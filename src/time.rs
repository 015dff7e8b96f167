//! GNSS time representation and time-system conversions.
//!
//! [`GnssTime`] wraps [`hifitime::Epoch`], which already guarantees the
//! "integer seconds + fractional seconds, fraction in `[0,1)`" invariant
//! needed for stable ordering and comparison; this module adds the
//! GPS/UTC/GLONASS/BeiDou/Galileo conversions and the week-number
//! disambiguation the wire format needs, none of which map one-to-one onto
//! `hifitime`'s own [`TimeScale`] set (GLONASS in particular is UTC+3h, not
//! a fixed-offset continuous scale).

use hifitime::{Duration, Epoch, TimeScale, Unit};

/// A GNSS timestamp, canonically stored as a continuous [`Epoch`].
#[derive(Debug, Clone, Copy, PartialEq, PartialOrd)]
#[cfg_attr(feature = "serde", derive(serde::Serialize, serde::Deserialize))]
pub struct GnssTime(Epoch);

/// GLONASS broadcasts time of day in UTC + 3 hours (Moscow time), leap-second aware.
const GLONASS_UTC_OFFSET: Duration = Duration::from_total_nanoseconds(3 * 3_600 * 1_000_000_000);

/// BeiDou Time epoch is offset from GPST by a constant 14 seconds (no leap
/// seconds inserted into BDT since its 2006-01-01 origin).
const BDT_GPST_OFFSET_S: f64 = 14.0;

/// Half a GPS week, in seconds: the window used to disambiguate a
/// time-of-week value against an approximately-known reference epoch.
const HALF_WEEK_S: f64 = 302_400.0;

const SECONDS_PER_WEEK: f64 = 604_800.0;

impl GnssTime {
    /// Wraps an already-resolved [`Epoch`].
    pub fn from_epoch(epoch: Epoch) -> Self {
        Self(epoch)
    }

    /// Builds a [`GnssTime`] from an explicit GPS week number and
    /// time-of-week in seconds.
    pub fn from_gps_week_tow(week: u32, tow_s: f64) -> Self {
        Self(Epoch::from_time_of_week(
            week,
            (tow_s * 1.0e9) as u64,
            TimeScale::GPST,
        ))
    }

    /// Resolves a time-of-week value (milliseconds, as broadcast on the
    /// wire) against an approximately-known reference epoch, choosing the
    /// week number that places the result within half a week of the
    /// reference. Used both for legacy/MSM observation epochs and for
    /// ephemeris `toe` week-rollover handling.
    pub fn resolve_tow_ms(reference: Epoch, tow_ms: u32, scale: TimeScale) -> Epoch {
        let reference = reference.to_time_scale(scale);
        let (ref_week, _) = reference.to_time_of_week();
        let tow_s = tow_ms as f64 * 1.0e-3;

        let mut candidate = Epoch::from_time_of_week(ref_week, (tow_s * 1.0e9) as u64, scale);
        let mut delta = (candidate - reference).to_seconds();

        if delta > HALF_WEEK_S {
            candidate = Epoch::from_time_of_week(ref_week - 1, (tow_s * 1.0e9) as u64, scale);
        } else if delta < -HALF_WEEK_S {
            candidate = Epoch::from_time_of_week(ref_week + 1, (tow_s * 1.0e9) as u64, scale);
        }
        delta = (candidate - reference).to_seconds();
        debug_assert!(delta.abs() <= HALF_WEEK_S + 1.0);
        candidate
    }

    /// Adjusts a broadcast ephemeris week number against the decoder's
    /// current clock: if the candidate `toe` is more than ±302400 s away
    /// from `reference`, the stored week is nudged by ±1.
    pub fn adjust_ephemeris_week(reference: Epoch, week: u32, toe_s: f64, scale: TimeScale) -> u32 {
        let reference = reference.to_time_scale(scale);
        let candidate = Epoch::from_time_of_week(week, (toe_s * 1.0e9) as u64, scale);
        let delta = (candidate - reference).to_seconds();

        if delta > HALF_WEEK_S {
            week.saturating_sub(1)
        } else if delta < -HALF_WEEK_S {
            week + 1
        } else {
            week
        }
    }

    /// Underlying continuous [`Epoch`], in whatever [`TimeScale`] it was
    /// constructed with.
    pub fn epoch(&self) -> Epoch {
        self.0
    }

    /// Integer seconds component (invariant companion to [`Self::fraction`]).
    pub fn seconds(&self) -> i64 {
        self.0.to_time_scale(TimeScale::TAI).to_duration().to_seconds() as i64
    }

    /// Fractional-seconds component, always in `[0, 1)`.
    pub fn fraction(&self) -> f64 {
        let s = self
            .0
            .to_time_scale(TimeScale::TAI)
            .to_duration()
            .to_seconds();
        s - s.floor()
    }

    /// Converts to GPS Time.
    pub fn to_gpst(&self) -> Epoch {
        self.0.to_time_scale(TimeScale::GPST)
    }

    /// Converts to UTC (leap-second aware).
    pub fn to_utc(&self) -> Epoch {
        self.0.to_time_scale(TimeScale::UTC)
    }

    /// Converts to GLONASS time (UTC + 3 h, leap-second aware via the UTC
    /// conversion).
    pub fn to_glonass(&self) -> Epoch {
        self.to_utc() + GLONASS_UTC_OFFSET
    }

    /// Builds a [`GnssTime`] from a GLONASS-broadcast (UTC+3h) epoch.
    pub fn from_glonass(glonass_epoch: Epoch) -> Self {
        Self((glonass_epoch - GLONASS_UTC_OFFSET).to_time_scale(TimeScale::UTC))
    }

    /// Converts to BeiDou Time (BDT = GPST − 14 s, no intervening leap
    /// seconds).
    pub fn to_beidou(&self) -> Epoch {
        self.to_gpst() - BDT_GPST_OFFSET_S * Unit::Second
    }

    /// Builds a [`GnssTime`] from a BeiDou-Time epoch.
    pub fn from_beidou(bdt_epoch: Epoch) -> Self {
        Self((bdt_epoch + BDT_GPST_OFFSET_S * Unit::Second).to_time_scale(TimeScale::GPST))
    }

    /// Converts to Galileo System Time. GST shares GPST's epoch and rate;
    /// the +1024 week offset some messages apply is a wire-format
    /// week-counter convention, not a timescale difference, so it is
    /// handled at the RTCM decode site rather than here.
    pub fn to_galileo(&self) -> Epoch {
        self.0.to_time_scale(TimeScale::GST)
    }
}

impl From<Epoch> for GnssTime {
    fn from(epoch: Epoch) -> Self {
        Self(epoch)
    }
}

impl From<GnssTime> for Epoch {
    fn from(t: GnssTime) -> Self {
        t.0
    }
}

#[cfg(test)]
mod tests {
    use super::*;

    #[test]
    fn fraction_is_in_unit_interval() {
        let t = GnssTime::from_gps_week_tow(2000, 12345.625);
        assert!(t.fraction() >= 0.0 && t.fraction() < 1.0);
    }

    #[test]
    fn tow_rollover_picks_nearest_week() {
        let reference = Epoch::from_time_of_week(2000, 0, TimeScale::GPST);
        // tow close to end of the *previous* week should resolve to week 1999.
        let tow_ms = ((SECONDS_PER_WEEK - 10.0) * 1000.0) as u32;
        let resolved = GnssTime::resolve_tow_ms(reference, tow_ms, TimeScale::GPST);
        let (week, _) = resolved.to_time_of_week();
        assert_eq!(week, 1999);
    }

    #[test]
    fn beidou_offset_is_14_seconds() {
        let t = GnssTime::from_gps_week_tow(2000, 100_000.0);
        let bdt = t.to_beidou();
        let gpst = t.to_gpst();
        assert!(((gpst - bdt).to_seconds() - 14.0).abs() < 1.0e-9);
    }

    #[test]
    fn glonass_roundtrip() {
        let t = GnssTime::from_gps_week_tow(2000, 100_000.0);
        let glonass = t.to_glonass();
        let back = GnssTime::from_glonass(glonass);
        assert!((back.to_gpst() - t.to_gpst()).abs() < Duration::from_microseconds(1.0));
    }
}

********

### What you are asked to do
Would you print exactly and only the lines of the material above that run from the line with "to GPS Time." through the line with "difference, so it is", both included?

### Response to this exercise
    /// Converts to GPS Time.
    pub fn to_gpst(&self) -> Epoch {
        self.0.to_time_scale(TimeScale::GPST)
    }

    /// Converts to UTC (leap-second aware).
    pub fn to_utc(&self) -> Epoch {
        self.0.to_time_scale(TimeScale::UTC)
    }

    /// Converts to GLONASS time (UTC + 3 h, leap-second aware via the UTC
    /// conversion).
    pub fn to_glonass(&self) -> Epoch {
        self.to_utc() + GLONASS_UTC_OFFSET
    }

    /// Builds a [`GnssTime`] from a GLONASS-broadcast (UTC+3h) epoch.
    pub fn from_glonass(glonass_epoch: Epoch) -> Self {
        Self((glonass_epoch - GLONASS_UTC_OFFSET).to_time_scale(TimeScale::UTC))
    }

    /// Converts to BeiDou Time (BDT = GPST − 14 s, no intervening leap
    /// seconds).
    pub fn to_beidou(&self) -> Epoch {
        self.to_gpst() - BDT_GPST_OFFSET_S * Unit::Second
    }

    /// Builds a [`GnssTime`] from a BeiDou-Time epoch.
    pub fn from_beidou(bdt_epoch: Epoch) -> Self {
        Self((bdt_epoch + BDT_GPST_OFFSET_S * Unit::Second).to_time_scale(TimeScale::GPST))
    }

    /// Converts to Galileo System Time. GST shares GPST's epoch and rate;
    /// the +1024 week offset some messages apply is a wire-format
    /// week-counter convention, not a timescale difference, so it is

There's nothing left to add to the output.